Honestly, I think I’ve heard the line referenced in at least two or three recent movie previews as well as in other entertainment venues – set aside the obvious Interstellar reference. Since the line seems so popular these days, I thought it would be good to share the whole poem from which the line comes.

The poet is Dylan Thomas (1914-1953) and the poem is “Do not go gentle into that good night”. Biography.com provides some background on Thomas below and at this link.

“Born in 1914, Welshman Dylan Thomas left school at age 16 to become a reporter and writer. His most famous poem, ‘Do Not Go Gentle Into That Good Night,’ was published in 1952, but his reputation was solidified years earlier. Thomas’s prose includes Under Milk Wood (1954) and A Child’s Christmas in Wales (1955). Thomas was in high demand for his animated readings, but debt and heavy drinking took their toll, and he died in New York City while on tour in 1953, at age 39.”

Sometimes it is the most troubled souls who write the most compelling literature and poems. You can ponder that while reading the complete poem below:

Do not go gentle into that good night,
Old age should burn and rave at close of day;
Rage, rage against the dying of the light.

Though wise men at their end know dark is right,
Because their words had forked no lightning they
Do not go gentle into that good night.

Good men, the last wave by, crying how bright
Their frail deeds might have danced in a green bay,
Rage, rage against the dying of the light.

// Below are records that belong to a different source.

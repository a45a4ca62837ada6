//! Critique entities: warnings produced by the detectors and the
//! aggregated [`Critique`] for one evaluation pass.

use serde::{Deserialize, Serialize};
use std::collections::BTreeSet;

/// Severity tier of a fallacy rule.
#[derive(Debug, Clone, Copy, PartialEq, Eq, PartialOrd, Ord, Hash, Serialize, Deserialize)]
#[serde(rename_all = "lowercase")]
pub enum Severity {
    Low,
    Medium,
    High,
}

impl Severity {
    pub fn as_str(&self) -> &'static str {
        match self {
            Severity::Low => "low",
            Severity::Medium => "medium",
            Severity::High => "high",
        }
    }
}

impl std::fmt::Display for Severity {
    fn fmt(&self, f: &mut std::fmt::Formatter<'_>) -> std::fmt::Result {
        write!(f, "{}", self.as_str())
    }
}

impl std::str::FromStr for Severity {
    type Err = String;

    fn from_str(s: &str) -> Result<Self, Self::Err> {
        match s.to_lowercase().as_str() {
            "low" => Ok(Severity::Low),
            "medium" => Ok(Severity::Medium),
            "high" => Ok(Severity::High),
            _ => Err(format!("Unknown severity: {}. Valid: low, medium, high", s)),
        }
    }
}

/// Named pattern of flawed argumentative structure.
#[derive(Debug, Clone, Copy, PartialEq, Eq, PartialOrd, Ord, Hash, Serialize, Deserialize)]
#[serde(rename_all = "snake_case")]
pub enum FallacyType {
    /// "Scripture is true because scripture says so"
    CircularAuthority,
    /// Attacking the people holding a view instead of the view
    AdHominem,
    /// Piling up references as the sole support for a claim
    ProofTexting,
    /// Presenting two options as the only possibilities
    FalseDichotomy,
    /// "If A then B; B, therefore A"
    AffirmingTheConsequent,
    /// "Everyone agrees", "all true believers accept"
    AppealToPopularity,
}

impl FallacyType {
    pub const ALL: [FallacyType; 6] = [
        FallacyType::CircularAuthority,
        FallacyType::AdHominem,
        FallacyType::ProofTexting,
        FallacyType::FalseDichotomy,
        FallacyType::AffirmingTheConsequent,
        FallacyType::AppealToPopularity,
    ];

    pub fn as_str(&self) -> &'static str {
        match self {
            FallacyType::CircularAuthority => "circular_authority",
            FallacyType::AdHominem => "ad_hominem",
            FallacyType::ProofTexting => "proof_texting",
            FallacyType::FalseDichotomy => "false_dichotomy",
            FallacyType::AffirmingTheConsequent => "affirming_the_consequent",
            FallacyType::AppealToPopularity => "appeal_to_popularity",
        }
    }

    /// Plain-language name used in revision prompts and console output.
    pub fn display_name(&self) -> &'static str {
        match self {
            FallacyType::CircularAuthority => "circular appeal to authority",
            FallacyType::AdHominem => "ad hominem",
            FallacyType::ProofTexting => "proof-texting",
            FallacyType::FalseDichotomy => "false dichotomy",
            FallacyType::AffirmingTheConsequent => "affirming the consequent",
            FallacyType::AppealToPopularity => "appeal to popularity",
        }
    }
}

impl std::fmt::Display for FallacyType {
    fn fmt(&self, f: &mut std::fmt::Formatter<'_>) -> std::fmt::Result {
        write!(f, "{}", self.as_str())
    }
}

impl std::str::FromStr for FallacyType {
    type Err = String;

    fn from_str(s: &str) -> Result<Self, Self::Err> {
        let normalized = s.trim().to_lowercase().replace(['-', ' '], "_");
        FallacyType::ALL
            .into_iter()
            .find(|t| t.as_str() == normalized)
            .ok_or_else(|| format!("Unknown fallacy type: {}", s))
    }
}

/// One fallacy type detected in an answer.
///
/// All occurrences of the same type collapse into a single warning;
/// `occurrence_count` is diagnostic only and never multiplies the penalty.
#[derive(Debug, Clone, PartialEq, Eq, Serialize, Deserialize)]
pub struct FallacyWarning {
    pub fallacy_type: FallacyType,
    pub severity: Severity,
    /// Text of the first occurrence
    pub matched_span: String,
    pub description: String,
    pub occurrence_count: usize,
}

/// Why a citation was judged weak.
#[derive(Debug, Clone, Copy, PartialEq, Eq, Serialize, Deserialize)]
#[serde(rename_all = "snake_case")]
pub enum WeaknessReason {
    /// The answer never writes the citation's `[n]` marker
    NoMarker,
    /// The snippet is blank or has no content words
    EmptySnippet,
    /// Too few snippet words appear near any of the citation's markers
    InsufficientSupport,
}

impl WeaknessReason {
    pub fn as_str(&self) -> &'static str {
        match self {
            WeaknessReason::NoMarker => "no_marker",
            WeaknessReason::EmptySnippet => "empty_snippet",
            WeaknessReason::InsufficientSupport => "insufficient_support",
        }
    }

    pub fn explanation(&self) -> &'static str {
        match self {
            WeaknessReason::NoMarker => "cited but never referenced in the answer text",
            WeaknessReason::EmptySnippet => "the source excerpt is empty",
            WeaknessReason::InsufficientSupport => {
                "the text around its marker does not reflect the source excerpt"
            }
        }
    }
}

/// A citation whose use in the answer is not supported by its snippet.
#[derive(Debug, Clone, PartialEq, Serialize, Deserialize)]
pub struct WeakCitation {
    pub index: i64,
    /// Never blank (see [`Citation::reference_label`](crate::Citation::reference_label))
    pub reference: String,
    pub reason: WeaknessReason,
    /// Best fraction of snippet content tokens found near a marker
    pub support_ratio: f64,
}

/// Which way the answer's rhetoric leans.
#[derive(Debug, Clone, Copy, PartialEq, Eq, Hash, Serialize, Deserialize)]
#[serde(rename_all = "kebab-case")]
pub enum BiasDirection {
    TendsApologetic,
    TendsSkeptical,
}

impl BiasDirection {
    pub fn as_str(&self) -> &'static str {
        match self {
            BiasDirection::TendsApologetic => "tends-apologetic",
            BiasDirection::TendsSkeptical => "tends-skeptical",
        }
    }
}

impl std::fmt::Display for BiasDirection {
    fn fmt(&self, f: &mut std::fmt::Formatter<'_>) -> std::fmt::Result {
        write!(f, "{}", self.as_str())
    }
}

/// Stance-marker imbalance in the answer and its reasoning.
#[derive(Debug, Clone, PartialEq, Serialize, Deserialize)]
pub struct BiasWarning {
    pub direction: BiasDirection,
    /// Normalized imbalance in (0, 1]
    pub strength: f64,
    pub triggering_terms: BTreeSet<String>,
}

/// The three independent detectors feeding a critique.
#[derive(Debug, Clone, Copy, PartialEq, Eq, Hash, Serialize, Deserialize)]
#[serde(rename_all = "snake_case")]
pub enum DetectorKind {
    Fallacy,
    Citation,
    Bias,
}

impl DetectorKind {
    pub fn as_str(&self) -> &'static str {
        match self {
            DetectorKind::Fallacy => "fallacy",
            DetectorKind::Citation => "citation",
            DetectorKind::Bias => "bias",
        }
    }
}

/// Per-category penalties behind a quality score.
#[derive(Debug, Clone, Copy, Default, PartialEq, Eq, Serialize, Deserialize)]
pub struct ScoreBreakdown {
    pub base_score: i64,
    pub fallacy_penalty: i64,
    pub citation_penalty: i64,
    pub bias_penalty: i64,
    pub total_penalty: i64,
}

/// Result of one evaluation pass over an answer.
///
/// Built once and never mutated; each revision round yields a new value.
#[derive(Debug, Clone, PartialEq, Serialize, Deserialize)]
pub struct Critique {
    quality_score: u8,
    fallacies: Vec<FallacyWarning>,
    weak_citations: Vec<WeakCitation>,
    bias_warnings: Vec<BiasWarning>,
    revised: bool,
    breakdown: ScoreBreakdown,
    #[serde(default, skip_serializing_if = "Vec::is_empty")]
    degraded_detectors: Vec<DetectorKind>,
}

impl Critique {
    pub fn new(
        quality_score: u8,
        fallacies: Vec<FallacyWarning>,
        weak_citations: Vec<WeakCitation>,
        bias_warnings: Vec<BiasWarning>,
        breakdown: ScoreBreakdown,
    ) -> Self {
        Self {
            quality_score: quality_score.min(100),
            fallacies,
            weak_citations,
            bias_warnings,
            revised: false,
            breakdown,
            degraded_detectors: Vec::new(),
        }
    }

    /// Same critique, marked as describing a revised answer (or not).
    pub fn with_revised(self, revised: bool) -> Self {
        Self { revised, ..self }
    }

    /// Same critique, recording detectors that failed and contributed nothing.
    pub fn with_degraded(self, degraded_detectors: Vec<DetectorKind>) -> Self {
        Self {
            degraded_detectors,
            ..self
        }
    }

    // ==================== Accessors ====================

    pub fn quality_score(&self) -> u8 {
        self.quality_score
    }

    pub fn fallacies(&self) -> &[FallacyWarning] {
        &self.fallacies
    }

    pub fn weak_citations(&self) -> &[WeakCitation] {
        &self.weak_citations
    }

    pub fn bias_warnings(&self) -> &[BiasWarning] {
        &self.bias_warnings
    }

    pub fn revised(&self) -> bool {
        self.revised
    }

    pub fn breakdown(&self) -> &ScoreBreakdown {
        &self.breakdown
    }

    pub fn degraded_detectors(&self) -> &[DetectorKind] {
        &self.degraded_detectors
    }

    /// True when no detector raised anything.
    pub fn is_clean(&self) -> bool {
        self.fallacies.is_empty() && self.weak_citations.is_empty() && self.bias_warnings.is_empty()
    }

    pub fn is_weak(&self, index: i64) -> bool {
        self.weak_citations.iter().any(|w| w.index == index)
    }
}

#[cfg(test)]
mod tests {
    use super::*;

    #[test]
    fn test_fallacy_type_parse() {
        assert_eq!("ad_hominem".parse::<FallacyType>(), Ok(FallacyType::AdHominem));
        assert_eq!("Ad-Hominem".parse::<FallacyType>(), Ok(FallacyType::AdHominem));
        assert_eq!(
            "false dichotomy".parse::<FallacyType>(),
            Ok(FallacyType::FalseDichotomy)
        );
        assert!("strawman".parse::<FallacyType>().is_err());
    }

    #[test]
    fn test_severity_ordering_and_parse() {
        assert!(Severity::High > Severity::Medium);
        assert!(Severity::Medium > Severity::Low);
        assert_eq!("HIGH".parse::<Severity>(), Ok(Severity::High));
        assert!("severe".parse::<Severity>().is_err());
    }

    #[test]
    fn test_bias_direction_serde() {
        let json = serde_json::to_string(&BiasDirection::TendsApologetic).unwrap();
        assert_eq!(json, "\"tends-apologetic\"");
    }

    #[test]
    fn test_critique_is_immutable_value() {
        let critique = Critique::new(80, vec![], vec![], vec![], ScoreBreakdown::default());
        let revised = critique.clone().with_revised(true);
        assert!(!critique.revised());
        assert!(revised.revised());
        assert_eq!(revised.quality_score(), 80);
        assert!(revised.is_clean());
    }

    #[test]
    fn test_critique_caps_score() {
        let critique = Critique::new(250, vec![], vec![], vec![], ScoreBreakdown::default());
        assert_eq!(critique.quality_score(), 100);
    }
}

Wild men who caught and sang the sun in flight,
And learn, too late, they grieved it on its way,
Do not go gentle into that good night.

Grave men, near death, who see with blinding sight
Blind eyes could blaze like meteors and be gay,
Rage, rage against the dying of the light.

And you, my father, there on the sad height,
Curse, bless, me now with your fierce tears, I pray.
Do not go gentle into that good night.
Rage, rage against the dying of the light.